**Task directions**
Some entries follow. Reproduce exactly the lines starting at the one with "use serde::Deserialize;" and stopping after the one with "if self.height >= self.width".

[Stored entries]
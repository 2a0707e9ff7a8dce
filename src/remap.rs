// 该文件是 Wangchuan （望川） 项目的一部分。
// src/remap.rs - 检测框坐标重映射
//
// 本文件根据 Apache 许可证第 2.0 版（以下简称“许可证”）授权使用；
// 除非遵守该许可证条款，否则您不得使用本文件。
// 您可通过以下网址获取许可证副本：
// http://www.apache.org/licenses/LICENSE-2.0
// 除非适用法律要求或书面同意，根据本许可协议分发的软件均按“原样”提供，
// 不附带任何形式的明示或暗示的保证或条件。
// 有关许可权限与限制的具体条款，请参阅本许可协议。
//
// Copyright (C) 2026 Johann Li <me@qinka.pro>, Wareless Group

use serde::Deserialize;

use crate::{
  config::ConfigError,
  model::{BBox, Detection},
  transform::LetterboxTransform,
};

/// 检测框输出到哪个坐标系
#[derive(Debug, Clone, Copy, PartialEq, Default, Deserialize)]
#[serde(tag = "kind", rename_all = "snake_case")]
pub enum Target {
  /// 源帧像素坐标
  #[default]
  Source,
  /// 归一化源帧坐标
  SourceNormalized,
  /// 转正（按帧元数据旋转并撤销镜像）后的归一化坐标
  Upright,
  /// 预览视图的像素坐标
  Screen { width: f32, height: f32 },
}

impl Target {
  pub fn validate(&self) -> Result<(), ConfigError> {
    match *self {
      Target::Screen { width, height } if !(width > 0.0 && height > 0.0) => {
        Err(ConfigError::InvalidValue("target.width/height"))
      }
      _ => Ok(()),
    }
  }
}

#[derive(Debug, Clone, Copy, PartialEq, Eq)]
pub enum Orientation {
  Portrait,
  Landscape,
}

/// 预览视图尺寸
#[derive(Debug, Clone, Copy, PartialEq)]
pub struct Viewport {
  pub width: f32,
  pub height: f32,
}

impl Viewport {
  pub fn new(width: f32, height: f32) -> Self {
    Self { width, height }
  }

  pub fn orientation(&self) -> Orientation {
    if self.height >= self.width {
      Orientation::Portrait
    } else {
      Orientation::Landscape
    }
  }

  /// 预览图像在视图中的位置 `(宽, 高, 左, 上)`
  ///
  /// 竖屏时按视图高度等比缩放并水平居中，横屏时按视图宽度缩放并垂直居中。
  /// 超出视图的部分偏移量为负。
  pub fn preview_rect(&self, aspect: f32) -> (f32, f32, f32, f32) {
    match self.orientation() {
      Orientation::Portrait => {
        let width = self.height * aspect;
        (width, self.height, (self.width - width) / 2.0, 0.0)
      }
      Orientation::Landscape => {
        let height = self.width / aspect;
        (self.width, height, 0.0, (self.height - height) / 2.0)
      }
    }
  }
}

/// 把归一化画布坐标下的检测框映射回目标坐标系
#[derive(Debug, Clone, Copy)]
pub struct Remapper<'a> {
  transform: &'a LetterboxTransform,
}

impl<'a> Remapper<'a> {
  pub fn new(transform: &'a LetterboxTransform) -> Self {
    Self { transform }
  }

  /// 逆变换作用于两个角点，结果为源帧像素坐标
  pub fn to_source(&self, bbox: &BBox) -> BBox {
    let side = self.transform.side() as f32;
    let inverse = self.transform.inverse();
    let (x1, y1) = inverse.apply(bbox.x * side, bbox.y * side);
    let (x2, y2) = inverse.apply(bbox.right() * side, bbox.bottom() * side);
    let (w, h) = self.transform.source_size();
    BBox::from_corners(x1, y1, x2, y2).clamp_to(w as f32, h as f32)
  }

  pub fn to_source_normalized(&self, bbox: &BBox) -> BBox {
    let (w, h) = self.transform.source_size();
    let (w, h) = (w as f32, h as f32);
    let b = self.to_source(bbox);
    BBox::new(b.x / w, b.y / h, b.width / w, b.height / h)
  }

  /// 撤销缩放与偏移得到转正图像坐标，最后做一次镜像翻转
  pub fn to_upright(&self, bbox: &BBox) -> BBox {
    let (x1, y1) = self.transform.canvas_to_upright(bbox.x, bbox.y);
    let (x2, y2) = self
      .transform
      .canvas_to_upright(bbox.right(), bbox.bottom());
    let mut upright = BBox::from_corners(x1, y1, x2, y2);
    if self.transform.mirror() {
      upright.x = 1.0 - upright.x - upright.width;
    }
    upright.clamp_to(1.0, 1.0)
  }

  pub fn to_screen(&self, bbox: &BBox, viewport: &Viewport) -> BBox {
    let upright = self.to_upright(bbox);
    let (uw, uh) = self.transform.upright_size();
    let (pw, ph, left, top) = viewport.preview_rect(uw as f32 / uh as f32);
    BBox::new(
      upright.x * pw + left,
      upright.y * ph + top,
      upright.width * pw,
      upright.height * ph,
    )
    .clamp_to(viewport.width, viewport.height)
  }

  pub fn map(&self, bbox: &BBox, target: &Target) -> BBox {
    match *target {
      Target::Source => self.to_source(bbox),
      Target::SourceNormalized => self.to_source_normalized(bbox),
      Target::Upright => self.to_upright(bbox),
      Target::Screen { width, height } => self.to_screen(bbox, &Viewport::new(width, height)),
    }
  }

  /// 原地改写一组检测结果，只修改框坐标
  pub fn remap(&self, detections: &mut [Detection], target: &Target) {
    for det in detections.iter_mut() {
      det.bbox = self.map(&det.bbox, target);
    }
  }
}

**Output of the task**
use serde::Deserialize;

use crate::{
  config::ConfigError,
  model::{BBox, Detection},
  transform::LetterboxTransform,
};

/// 检测框输出到哪个坐标系
#[derive(Debug, Clone, Copy, PartialEq, Default, Deserialize)]
#[serde(tag = "kind", rename_all = "snake_case")]
pub enum Target {
  /// 源帧像素坐标
  #[default]
  Source,
  /// 归一化源帧坐标
  SourceNormalized,
  /// 转正（按帧元数据旋转并撤销镜像）后的归一化坐标
  Upright,
  /// 预览视图的像素坐标
  Screen { width: f32, height: f32 },
}

impl Target {
  pub fn validate(&self) -> Result<(), ConfigError> {
    match *self {
      Target::Screen { width, height } if !(width > 0.0 && height > 0.0) => {
        Err(ConfigError::InvalidValue("target.width/height"))
      }
      _ => Ok(()),
    }
  }
}

#[derive(Debug, Clone, Copy, PartialEq, Eq)]
pub enum Orientation {
  Portrait,
  Landscape,
}

/// 预览视图尺寸
#[derive(Debug, Clone, Copy, PartialEq)]
pub struct Viewport {
  pub width: f32,
  pub height: f32,
}

impl Viewport {
  pub fn new(width: f32, height: f32) -> Self {
    Self { width, height }
  }

  pub fn orientation(&self) -> Orientation {
    if self.height >= self.width {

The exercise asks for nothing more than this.